Songs, Translation, Oral Culture, and the Importance of ‘Meaning’

David playing for Saul

Doing some reading on the non-canonical gospels today (such as Thomas, the Protoeuangellion of James, etc.) and came across an interesting study from Kenneth Bailey, who did studies on Middle-Eastern oral culture for years, that confirms what I have expected in some ways about oral cultures.

In oral cultures, the kinds of genres that remain most unchanged over time are Psalms (songs) and poems, as well as proverbs. The kinds of genres with a little more play are narratives and parables, with jokes rounding out the list of most commonly changed forms from least to greatest.

It’s easier and seen as more acceptable to change the words to a joke (which has meaning that should be taken less seriously) than a song or an important story.

This makes a ton of sense, that songs are the least changed form of genre over time. As a more modern example, Jerome translated the First Testament books from Hebrew into Latin around 400 A.D., pretty early on in church history (yet 370 years after Christ and ca. 700 years after the LXX translation of Hebrew to Greek) but, to this day, the Latin translation used by the Roman Catholic Church of the Psalms is the Old Latin version, from Greek to Latin, strangely, not Jerome’s translation.

This is because…Jerome could not change the words even slightly from the way people were used to singing them without backlash! (Augustine even writes a letter to Jerome saying he does not like his new translation, calling it the ‘cucumber version’, based off a phrase Jerome rendered in Job).

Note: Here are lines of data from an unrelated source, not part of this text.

//! Case and diacritic-insensitive text matching

use unicode_normalization::char::is_combining_mark;
use unicode_normalization::UnicodeNormalization;

/// Fold text for comparison: decompose, strip combining marks, lowercase
///
/// `"Crème Brûlée"` folds to `"creme brulee"`.
pub fn fold(text: &str) -> String {
    text.nfd()
        .filter(|c| !is_combining_mark(*c))
        .flat_map(char::to_lowercase)
        .collect()
}

/// Whether `haystack` contains `term`, ignoring case and diacritics
///
/// An empty term matches everything.
pub fn contains_folded(haystack: &str, term: &str) -> bool {
    fold(haystack).contains(&fold(term))
}

#[cfg(test)]
mod tests {
    use super::*;

    #[test]
    fn test_fold_strips_marks_and_case() {
        assert_eq!(fold("Crème Brûlée"), "creme brulee");
        assert_eq!(fold("ÀÉÎÕÜ"), "aeiou");
    }

    #[test]
    fn test_contains_folded() {
        assert!(contains_folded("São Paulo", "sao"));
        assert!(contains_folded("Guilherme", "HERM"));
        assert!(contains_folded("anything", ""));
        assert!(!contains_folded("Lisboa", "porto"));
    }
}
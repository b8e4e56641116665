//! Blocking iteration over observable values
//!
//! Bridges the push-based [`Observable`] to a pull-based consumer on another
//! thread:
//! - Blocking: `recv()`, `for value in iter`
//! - Non-blocking: `try_recv()`, `try_iter()`
//! - Timeout: `recv_timeout()`, `timeout_iter()`

use std::sync::mpsc;
use std::time::Duration;

use parking_lot::Mutex;

use crate::observable::{Observable, Subscription};

/// Blocking iterator over the values an [`Observable`] emits
///
/// The first value is whatever the observable replays on subscribe (the
/// current state for store selectors). The iterator ends once the source
/// completes, e.g. after the store is destroyed. Dropping it unsubscribes.
///
/// # Example
///
/// ```rust,ignore
/// let names = query.select_entity_field(Id::from(1), "name");
/// for name in names.changes().timeout_iter(Duration::from_secs(1)) {
///     println!("name is now {name:?}");
/// }
/// ```
pub struct ChangeIterator<T> {
    rx: Mutex<mpsc::Receiver<T>>,
    subscription: Subscription,
}

impl<T> ChangeIterator<T> {
    /// Block until the next value is available
    ///
    /// Returns `None` once the source has completed.
    pub fn recv(&self) -> Option<T> {
        self.rx.lock().recv().ok()
    }

    /// Block until the next value or timeout expires
    pub fn recv_timeout(&self, timeout: Duration) -> Option<T> {
        self.rx.lock().recv_timeout(timeout).ok()
    }

    /// Try to receive a value without blocking
    pub fn try_recv(&self) -> Option<T> {
        self.rx.lock().try_recv().ok()
    }

    /// Non-blocking iterator over the values already queued
    pub fn try_iter(&self) -> TryIter<'_, T> {
        TryIter { inner: self }
    }

    /// Blocking iterator that stops after `timeout` passes without a value
    pub fn timeout_iter(&self, timeout: Duration) -> TimeoutIter<'_, T> {
        TimeoutIter {
            inner: self,
            timeout,
        }
    }

    /// Whether the underlying subscription has been closed
    pub fn is_closed(&self) -> bool {
        self.subscription.is_closed()
    }
}

impl<T> Iterator for ChangeIterator<T> {
    type Item = T;

    fn next(&mut self) -> Option<Self::Item> {
        self.recv()
    }
}

/// Non-blocking iterator over currently queued values
pub struct TryIter<'a, T> {
    inner: &'a ChangeIterator<T>,
}

impl<T> Iterator for TryIter<'_, T> {
    type Item = T;

    fn next(&mut self) -> Option<Self::Item> {
        self.inner.try_recv()
    }
}

/// Blocking iterator with timeout
pub struct TimeoutIter<'a, T> {
    inner: &'a ChangeIterator<T>,
    timeout: Duration,
}

impl<T> Iterator for TimeoutIter<'_, T> {
    type Item = T;

    fn next(&mut self) -> Option<Self::Item> {
        self.inner.recv_timeout(self.timeout)
    }
}

impl<T: Clone + Send + 'static> Observable<T> {
    /// Subscribe through a channel and iterate the values on any thread
    pub fn changes(&self) -> ChangeIterator<T> {
        let (tx, rx) = mpsc::channel();
        let subscription = self.subscribe(move |value: &T| {
            // Receiver gone means the iterator is being dropped
            let _ = tx.send(value.clone());
        });
        ChangeIterator {
            rx: Mutex::new(rx),
            subscription,
        }
    }
}

#[cfg(test)]
mod tests {
    use crate::observable::Subject;
    use std::thread;
    use std::time::{Duration, Instant};

    #[test]
    fn test_first_value_is_current() {
        let subject = Subject::new(7);
        let changes = subject.observable().changes();
        assert_eq!(changes.try_recv(), Some(7));
        assert_eq!(changes.try_recv(), None);
    }

    #[test]
    fn test_try_iter_drains_queue() {
        let subject = Subject::new(0);
        let changes = subject.observable().changes();
        subject.next(1);
        subject.next(2);
        let values: Vec<_> = changes.try_iter().collect();
        assert_eq!(values, vec![0, 1, 2]);
    }

    #[test]
    fn test_recv_timeout_expires() {
        let subject = Subject::new(0);
        let changes = subject.observable().changes();
        changes.try_recv();

        let start = Instant::now();
        assert!(changes.recv_timeout(Duration::from_millis(20)).is_none());
        assert!(start.elapsed() >= Duration::from_millis(20));
    }

    #[test]
    fn test_cross_thread_delivery() {
        let subject = Subject::new(0);
        let changes = subject.observable().changes();
        let producer = subject.clone();

        let handle = thread::spawn(move || {
            for v in 1..=3 {
                producer.next(v);
            }
        });
        handle.join().unwrap();

        let values: Vec<_> = changes.timeout_iter(Duration::from_millis(50)).collect();
        assert_eq!(values, vec![0, 1, 2, 3]);
    }

    #[test]
    fn test_ends_on_complete() {
        let subject = Subject::new(0);
        let mut changes = subject.observable().changes();
        subject.complete();
        assert_eq!(changes.next(), Some(0));
        assert_eq!(changes.next(), None);
        assert!(changes.is_closed());
    }

    #[test]
    fn test_drop_unsubscribes() {
        let subject = Subject::new(0);
        let changes = subject.observable().changes();
        assert_eq!(subject.observer_count(), 1);
        drop(changes);
        assert_eq!(subject.observer_count(), 0);
    }
}
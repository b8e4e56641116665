//! Entity identifiers and identifier resolution
//!
//! Every entity in a collection is keyed by an [`Id`]. The key is never
//! stored separately by callers; it is computed from the entity itself by an
//! [`IdGetter`], which is either a top-level property name, a dotted path into
//! nested data, or an arbitrary function.

use std::fmt;
use std::sync::Arc;

use serde::{Deserialize, Serialize};
use serde_json::Value;

use crate::error::{MapError, Result};
use crate::record::Record;

/// Property used when no identifier strategy is configured
pub const DEFAULT_ID_KEY: &str = "id";

// ============================================================================
// Id
// ============================================================================

/// Primitive identifier of an entity within a collection
///
/// Integers and strings are distinct keys: `Id::Num(1)` and `Id::Str("1")`
/// never collide.
#[derive(Debug, Clone, PartialEq, Eq, Hash, PartialOrd, Ord, Serialize, Deserialize)]
#[serde(untagged)]
pub enum Id {
    /// Numeric identifier
    Num(i64),
    /// String identifier
    Str(String),
}

impl Id {
    /// Convert a JSON scalar into an identifier
    ///
    /// Only integers and strings qualify. Floats, booleans, null and
    /// containers yield `None`.
    pub fn from_value(value: &Value) -> Option<Self> {
        match value {
            Value::Number(n) => n.as_i64().map(Id::Num),
            Value::String(s) => Some(Id::Str(s.clone())),
            _ => None,
        }
    }

    /// Whether this identifier is numeric
    pub fn is_numeric(&self) -> bool {
        matches!(self, Id::Num(_))
    }

    /// JSON form of the identifier
    pub fn to_value(&self) -> Value {
        match self {
            Id::Num(n) => Value::from(*n),
            Id::Str(s) => Value::from(s.as_str()),
        }
    }
}

impl fmt::Display for Id {
    fn fmt(&self, f: &mut fmt::Formatter<'_>) -> fmt::Result {
        match self {
            Id::Num(n) => write!(f, "{}", n),
            Id::Str(s) => f.write_str(s),
        }
    }
}

macro_rules! id_from_int {
    ($($ty:ty),*) => {
        $(
            impl From<$ty> for Id {
                fn from(value: $ty) -> Self {
                    Id::Num(value as i64)
                }
            }
        )*
    };
}

id_from_int!(i8, i16, i32, i64, u8, u16, u32);

impl From<&str> for Id {
    fn from(value: &str) -> Self {
        Id::Str(value.to_string())
    }
}

impl From<String> for Id {
    fn from(value: String) -> Self {
        Id::Str(value)
    }
}

impl From<&Id> for Id {
    fn from(value: &Id) -> Self {
        value.clone()
    }
}

// ============================================================================
// IdGetter
// ============================================================================

/// Function form of an identifier strategy
pub type IdFn<T> = Arc<dyn Fn(&T) -> Option<Id> + Send + Sync>;

/// Strategy for resolving an entity's key
///
/// Resolution must be deterministic and side-effect free. A valid entity is
/// expected to always resolve; entities that don't are skipped by the batch
/// operations that need a key.
///
/// # Example
///
/// ```rust
/// use entity_map::{Id, IdGetter};
/// use serde_json::json;
///
/// let by_path: IdGetter<serde_json::Value> = IdGetter::parse("meta.key");
/// let entity = json!({ "meta": { "key": "a-1" } });
/// assert_eq!(by_path.resolve(&entity), Some(Id::from("a-1")));
/// ```
pub enum IdGetter<T> {
    /// Top-level property name
    Property(String),
    /// Nested lookup, one segment per level
    Path(Vec<String>),
    /// Arbitrary resolver
    Func(IdFn<T>),
}

impl<T: Record> IdGetter<T> {
    /// Build a getter from a property name or dotted path
    ///
    /// `"id"` becomes [`IdGetter::Property`], `"a.b.c"` becomes
    /// [`IdGetter::Path`].
    pub fn parse(accessor: &str) -> Self {
        if accessor.contains('.') {
            IdGetter::Path(accessor.split('.').map(str::to_string).collect())
        } else {
            IdGetter::Property(accessor.to_string())
        }
    }

    /// Build a getter from a closure
    pub fn func(f: impl Fn(&T) -> Option<Id> + Send + Sync + 'static) -> Self {
        IdGetter::Func(Arc::new(f))
    }

    /// Reject strategies that can never resolve anything
    pub fn validate(&self) -> Result<()> {
        match self {
            IdGetter::Property(name) if name.is_empty() => Err(MapError::MissingIdGetter),
            IdGetter::Path(segments)
                if segments.is_empty() || segments.iter().any(|s| s.is_empty()) =>
            {
                Err(MapError::MissingIdGetter)
            }
            _ => Ok(()),
        }
    }

    /// Resolve the key of an entity
    pub fn resolve(&self, entity: &T) -> Option<Id> {
        match self {
            IdGetter::Property(name) => entity.field(name).as_ref().and_then(Id::from_value),
            IdGetter::Path(segments) => {
                let (head, rest) = segments.split_first()?;
                let mut current = entity.field(head)?;
                for segment in rest {
                    current = step(&current, segment)?;
                }
                Id::from_value(&current)
            }
            IdGetter::Func(f) => f(entity),
        }
    }

    /// Resolve the key of an entity, failing if it has none
    pub fn require(&self, entity: &T) -> Result<Id> {
        self.resolve(entity).ok_or_else(|| MapError::UnresolvableId(self.describe()))
    }

    /// Human-readable form used in logs and errors
    pub fn describe(&self) -> String {
        match self {
            IdGetter::Property(name) => name.clone(),
            IdGetter::Path(segments) => segments.join("."),
            IdGetter::Func(_) => "<fn>".to_string(),
        }
    }
}

fn step(value: &Value, segment: &str) -> Option<Value> {
    match value {
        Value::Object(map) => map.get(segment).cloned(),
        Value::Array(items) => segment.parse::<usize>().ok().and_then(|i| items.get(i).cloned()),
        _ => None,
    }
}

impl<T> Default for IdGetter<T> {
    fn default() -> Self {
        IdGetter::Property(DEFAULT_ID_KEY.to_string())
    }
}

impl<T> Clone for IdGetter<T> {
    fn clone(&self) -> Self {
        match self {
            IdGetter::Property(name) => IdGetter::Property(name.clone()),
            IdGetter::Path(segments) => IdGetter::Path(segments.clone()),
            IdGetter::Func(f) => IdGetter::Func(Arc::clone(f)),
        }
    }
}

impl<T> fmt::Debug for IdGetter<T> {
    fn fmt(&self, f: &mut fmt::Formatter<'_>) -> fmt::Result {
        match self {
            IdGetter::Property(name) => f.debug_tuple("Property").field(name).finish(),
            IdGetter::Path(segments) => f.debug_tuple("Path").field(segments).finish(),
            IdGetter::Func(_) => f.write_str("Func(..)"),
        }
    }
}

impl<T: Record> From<&str> for IdGetter<T> {
    fn from(accessor: &str) -> Self {
        IdGetter::parse(accessor)
    }
}

impl<T: Record> From<Vec<String>> for IdGetter<T> {
    fn from(segments: Vec<String>) -> Self {
        IdGetter::Path(segments)
    }
}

You see, songs change the least because it is harder to exchange words with about the same sounds. But, part (or most) of this too has to do with the perceived importance of the meaning, which is why the ‘telephone game’ metaphor does not sufficiently describe the reliability of our Bible translation.

People won’t let you change the things that they have invested the most importance in very easily. Songs are hard to change because once it is disseminated among the community, it is hard to change without people becoming upset about the change, because it means something to them.

(How many times have we had the age-old argument over what kinds of songs, hymns, or a cappella singing is better?)

Similarly, when a Bible translator, a scribe, sits down to copy the text, it means something to him or her.

(Yes, there were at times significant numbers of female scribes, as Origen [who lived ca. 150 A.D.] had writing for him ( see Eusebius’ Church History 6.23.1-2).

That is why the ‘telephone game’, where one person whispers one thing to another, and that person to the next through a change whereby the original phrase ultimately changes, actually breaks down because the people are whispering a meaningless phrase.

If you were to whisper something that had meaning, like ‘your father has just died’, and were adamant with what you meant, ‘i.e., that this is not a game and really changes your life’, that person probably would tell the next exactly as you said it, or within some acceptable variant. The meaning would not be corrupted because it meant something to you.

Now, returning to songs, there are some times when people legitimately are prone to, and happen to, misunderstand song lyrics, yes. (I mean, who really knows what was trying to be sung in Blinded by the Light?) But, overall, a song that is taught to a community and that people sing at least occasionally are far less prone to be miscommunicated.